Description
Any condition where the attacker has the ability to write an arbitrary value to an arbitrary location, often as the result of a buffer overflow.
Modes of Introduction:
– Implementation
Likelihood of Exploit: High
Related Weaknesses
Consequences
Integrity, Confidentiality, Availability, Access Control: Modify Memory, Execute Unauthorized Code or Commands, Gain Privileges or Assume Identity, DoS: Crash, Exit, or Restart, Bypass Protection Mechanism
Clearly, write-what-where conditions can be used to write data to areas of memory outside the scope of a policy. Also, they almost invariably can be used to execute arbitrary code, which is usually outside the scope of a program’s implicit security policy. If the attacker can overwrite a pointer’s worth of memory (usually 32 or 64 bits), they can redirect a function pointer to their own malicious code. Even when the attacker can only modify a single byte arbitrary code execution can be possible. Sometimes this is because the same problem can be exploited repeatedly to the same effect. Other times it is because the attacker can overwrite security-critical application-specific data — such as a flag indicating whether the user is an administrator.
Integrity, Availability: DoS: Crash, Exit, or Restart, Modify Memory
Many memory accesses can lead to program termination, such as when writing to addresses that are invalid for the current process.

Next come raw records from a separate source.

//! Sign-in, registration and profile
//!
//! Login, registration, profile load and profile update all write the same
//! `user` slot, so a later request for the user replaces an earlier one.
//! Session writes (sign-out, onboarding) run as effects and report the new
//! session flags back.

use super::fetch;
use crate::environment::ClientEnvironment;
use gatepass_api::types::{LoginRequest, ProfileUpdate, RegisterRequest, User};
use gatepass_core::Resource;
use gatepass_core::effect::{Effect, EffectId};
use gatepass_core::reducer::Reducer;
use gatepass_runtime::{ScopedStore, Store};
use smallvec::{SmallVec, smallvec};

/// Slot of the signed-in user
pub const USER: EffectId = EffectId::new("account.user");

/// Account screen
#[derive(Clone, Debug, Default, PartialEq)]
pub struct AccountState {
    /// Signed-in user
    pub user: Option<Resource<User>>,
    /// Whether the session holds a token
    pub signed_in: bool,
    /// Whether onboarding was completed
    pub onboarding_completed: bool,
}

/// Account actions
#[derive(Clone, Debug, PartialEq)]
pub enum AccountAction {
    /// Read the session flags
    Restore,
    /// Sign in
    Login(LoginRequest),
    /// Create an account
    Register(RegisterRequest),
    /// Load the signed-in user's profile
    LoadProfile,
    /// Change profile fields
    UpdateProfile(ProfileUpdate),
    /// Sign out locally
    Logout,
    /// Onboarding was shown
    CompleteOnboarding,
    /// User state changed
    UserUpdated(Resource<User>),
    /// Session flags changed
    SessionChanged {
        /// Whether the session holds a token
        signed_in: bool,
        /// Whether onboarding was completed
        onboarding_completed: bool,
    },
}

/// Reducer for the account screen
#[derive(Clone, Copy, Debug, Default)]
pub struct AccountReducer;

impl AccountReducer {
    /// Create the reducer
    #[must_use]
    pub const fn new() -> Self {
        Self
    }
}

fn session_changed(env: &ClientEnvironment) -> AccountAction {
    AccountAction::SessionChanged {
        signed_in: env.users.is_signed_in(),
        onboarding_completed: env.users.onboarding_completed(),
    }
}

impl Reducer for AccountReducer {
    type State = AccountState;
    type Action = AccountAction;
    type Environment = ClientEnvironment;

    fn reduce(
        &self,
        state: &mut AccountState,
        action: AccountAction,
        env: &ClientEnvironment,
    ) -> SmallVec<[Effect<AccountAction>; 4]> {
        match action {
            AccountAction::Restore => {
                state.signed_in = env.users.is_signed_in();
                state.onboarding_completed = env.users.onboarding_completed();
                smallvec![Effect::None]
            },
            AccountAction::Login(request) => {
                smallvec![fetch(USER, env.users.login(request), AccountAction::UserUpdated)]
            },
            AccountAction::Register(request) => {
                smallvec![fetch(USER, env.users.register(request), AccountAction::UserUpdated)]
            },
            AccountAction::LoadProfile => {
                smallvec![fetch(USER, env.users.me(), AccountAction::UserUpdated)]
            },
            AccountAction::UpdateProfile(update) => smallvec![fetch(
                USER,
                env.users.update_profile(update),
                AccountAction::UserUpdated
            )],
            AccountAction::Logout => {
                state.user = None;
                let env = env.clone();
                smallvec![
                    Effect::Cancel(USER),
                    Effect::Future(Box::pin(async move {
                        env.users.logout();
                        Some(session_changed(&env))
                    })),
                ]
            },
            AccountAction::CompleteOnboarding => {
                let env = env.clone();
                smallvec![Effect::Future(Box::pin(async move {
                    env.users.complete_onboarding();
                    Some(session_changed(&env))
                }))]
            },
            AccountAction::UserUpdated(resource) => {
                if resource.is_terminal() {
                    state.signed_in = env.users.is_signed_in();
                }
                state.user = Some(resource);
                smallvec![Effect::None]
            },
            AccountAction::SessionChanged {
                signed_in,
                onboarding_completed,
            } => {
                state.signed_in = signed_in;
                state.onboarding_completed = onboarding_completed;
                smallvec![Effect::None]
            },
        }
    }
}

/// Store for the account screen
pub type AccountStore = Store<AccountState, AccountAction, ClientEnvironment, AccountReducer>;

/// Create an account store owned by the caller
#[must_use]
pub fn scoped(
    env: ClientEnvironment,
) -> ScopedStore<AccountState, AccountAction, ClientEnvironment, AccountReducer> {
    ScopedStore::new(Store::new(AccountState::default(), AccountReducer::new(), env))
}
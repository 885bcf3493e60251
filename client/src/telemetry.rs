//! Logging bootstrap

use tracing_subscriber::{EnvFilter, layer::SubscriberExt, util::SubscriberInitExt};

/// Install the global subscriber: `RUST_LOG` if set, else `default_filter`
///
/// Calling it twice is harmless; the second call leaves the first
/// subscriber in place.
pub fn init_tracing(default_filter: &str) {
    let filter =
        EnvFilter::try_from_default_env().unwrap_or_else(|_| EnvFilter::new(default_filter));

    let installed = tracing_subscriber::registry()
        .with(filter)
        .with(tracing_subscriber::fmt::layer())
        .try_init();

    if installed.is_err() {
        tracing::debug!("Tracing subscriber already installed");
    }
}
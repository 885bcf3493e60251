//! Event page: the event, its ticket types and who runs it

use super::fetch;
use crate::environment::ClientEnvironment;
use gatepass_api::types::{Event, EventId, Organizer, TicketType};
use gatepass_core::Resource;
use gatepass_core::effect::{Effect, EffectId};
use gatepass_core::reducer::Reducer;
use gatepass_runtime::{ScopedStore, Store};
use smallvec::{SmallVec, smallvec};

/// Slot of the event itself
pub const EVENT: EffectId = EffectId::new("event_detail.event");
/// Slot of the ticket types
pub const TICKET_TYPES: EffectId = EffectId::new("event_detail.ticket_types");
/// Slot of the organizer card
pub const ORGANIZER: EffectId = EffectId::new("event_detail.organizer");

/// What the event page shows
#[derive(Clone, Debug, Default, PartialEq)]
pub struct EventDetailState {
    /// Event being shown
    pub event_id: Option<EventId>,
    /// The event
    pub event: Option<Resource<Event>>,
    /// Ticket types on sale
    pub ticket_types: Option<Resource<Vec<TicketType>>>,
    /// Organizer card, loaded once the event names its organizer
    pub organizer: Option<Resource<Organizer>>,
}

impl EventDetailState {
    /// Ticket types that can still be bought
    #[must_use]
    pub fn available_ticket_types(&self) -> Vec<&TicketType> {
        self.ticket_types
            .as_ref()
            .and_then(Resource::data)
            .map(|types| types.iter().filter(|t| !t.is_sold_out()).collect())
            .unwrap_or_default()
    }
}

/// Event page actions
#[derive(Clone, Debug, PartialEq)]
pub enum EventDetailAction {
    /// Show an event
    Open(EventId),
    /// Reload the event and its ticket types
    Refresh,
    /// Event state changed
    EventUpdated(Resource<Event>),
    /// Ticket type state changed
    TicketTypesUpdated(Resource<Vec<TicketType>>),
    /// Organizer state changed
    OrganizerUpdated(Resource<Organizer>),
}

/// Reducer for the event page
#[derive(Clone, Copy, Debug, Default)]
pub struct EventDetailReducer;

impl EventDetailReducer {
    /// Create the reducer
    #[must_use]
    pub const fn new() -> Self {
        Self
    }
}

fn load(id: &EventId, env: &ClientEnvironment) -> SmallVec<[Effect<EventDetailAction>; 4]> {
    smallvec![
        fetch(EVENT, env.events.event(id.clone()), EventDetailAction::EventUpdated),
        fetch(
            TICKET_TYPES,
            env.ticket_types.ticket_types(id.clone()),
            EventDetailAction::TicketTypesUpdated
        ),
    ]
}

impl Reducer for EventDetailReducer {
    type State = EventDetailState;
    type Action = EventDetailAction;
    type Environment = ClientEnvironment;

    fn reduce(
        &self,
        state: &mut EventDetailState,
        action: EventDetailAction,
        env: &ClientEnvironment,
    ) -> SmallVec<[Effect<EventDetailAction>; 4]> {
        match action {
            EventDetailAction::Open(id) => {
                let effects = load(&id, env);
                *state = EventDetailState {
                    event_id: Some(id),
                    ..EventDetailState::default()
                };
                effects
            },
            EventDetailAction::Refresh => match &state.event_id {
                Some(id) => load(id, env),
                None => smallvec![Effect::None],
            },
            EventDetailAction::EventUpdated(resource) => {
                let organizer_id = resource.data().and_then(|e| e.organizer_id.clone());
                state.event = Some(resource);

                match organizer_id {
                    Some(id) if state.organizer.is_none() => smallvec![fetch(
                        ORGANIZER,
                        env.organizers.organizer(id),
                        EventDetailAction::OrganizerUpdated
                    )],
                    _ => smallvec![Effect::None],
                }
            },
            EventDetailAction::TicketTypesUpdated(resource) => {
                state.ticket_types = Some(resource);
                smallvec![Effect::None]
            },
            EventDetailAction::OrganizerUpdated(resource) => {
                state.organizer = Some(resource);
                smallvec![Effect::None]
            },
        }
    }
}

/// Store for the event page
pub type EventDetailStore =
    Store<EventDetailState, EventDetailAction, ClientEnvironment, EventDetailReducer>;

/// Create an event page store owned by the caller
#[must_use]
pub fn scoped(
    env: ClientEnvironment,
) -> ScopedStore<EventDetailState, EventDetailAction, ClientEnvironment, EventDetailReducer> {
    ScopedStore::new(Store::new(EventDetailState::default(), EventDetailReducer::new(), env))
}

#[cfg(test)]
mod tests {
    use super::*;
    use crate::features::test_support;
    use chrono::{TimeZone, Utc};
    use gatepass_api::types::{EventStatus, OrganizerId};
    use gatepass_testing::{ReducerTest, assertions};

    fn event(organizer: Option<&str>) -> Event {
        Event {
            id: EventId::new("e1"),
            title: "Jazz Night".to_string(),
            description: None,
            start_time: Utc.with_ymd_and_hms(2026, 7, 1, 19, 0, 0).single().unwrap_or_default(),
            end_time: None,
            venue: None,
            location: None,
            category: None,
            organizer_id: organizer.map(OrganizerId::new),
            status: EventStatus::Published,
            featured: false,
            images: Vec::new(),
            min_price: Some(25.0),
        }
    }

    #[test]
    fn open_resets_and_loads_both_slots() {
        let (_, env) = test_support::environment();
        let stale = EventDetailState {
            event_id: Some(EventId::new("old")),
            organizer: Some(Resource::Loading),
            ..EventDetailState::default()
        };

        ReducerTest::new(EventDetailReducer::new())
            .with_env(env)
            .given_state(stale)
            .when_action(EventDetailAction::Open(EventId::new("e1")))
            .then_state(|state| {
                assert_eq!(state.event_id, Some(EventId::new("e1")));
                assert!(state.organizer.is_none());
            })
            .then_effects(|effects| {
                assertions::assert_effects_count(effects, 2);
                assertions::assert_has_cancellable_effect(effects, EVENT);
                assertions::assert_has_cancellable_effect(effects, TICKET_TYPES);
            })
            .run();
    }

    #[test]
    fn loaded_event_pulls_in_its_organizer() {
        let (_, env) = test_support::environment();

        ReducerTest::new(EventDetailReducer::new())
            .with_env(env)
            .given_state(EventDetailState::default())
            .when_action(EventDetailAction::EventUpdated(Resource::Success(event(Some(
                "org-1",
            )))))
            .then_effects(|effects| {
                assertions::assert_has_cancellable_effect(effects, ORGANIZER);
            })
            .run();
    }

    #[test]
    fn event_without_organizer_stops_there() {
        let (_, env) = test_support::environment();

        ReducerTest::new(EventDetailReducer::new())
            .with_env(env)
            .given_state(EventDetailState::default())
            .when_action(EventDetailAction::EventUpdated(Resource::Success(event(None))))
            .then_state(|state| assert!(state.event.as_ref().is_some_and(Resource::is_success)))
            .then_effects(assertions::assert_no_effects)
            .run();
    }

    #[test]
    fn refresh_before_open_does_nothing() {
        let (_, env) = test_support::environment();

        ReducerTest::new(EventDetailReducer::new())
            .with_env(env)
            .given_state(EventDetailState::default())
            .when_action(EventDetailAction::Refresh)
            .then_effects(assertions::assert_no_effects)
            .run();
    }
}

Access Control, Other: Bypass Protection Mechanism, Other
When the consequence is arbitrary code execution, this can often be used to subvert any other security service.
Potential Mitigations
Phase: Architecture and Design
Description:
Use a language that provides appropriate memory abstractions.
Phase: Operation
Description:
Use OS-level preventative functionality integrated after the fact. Not a complete solution.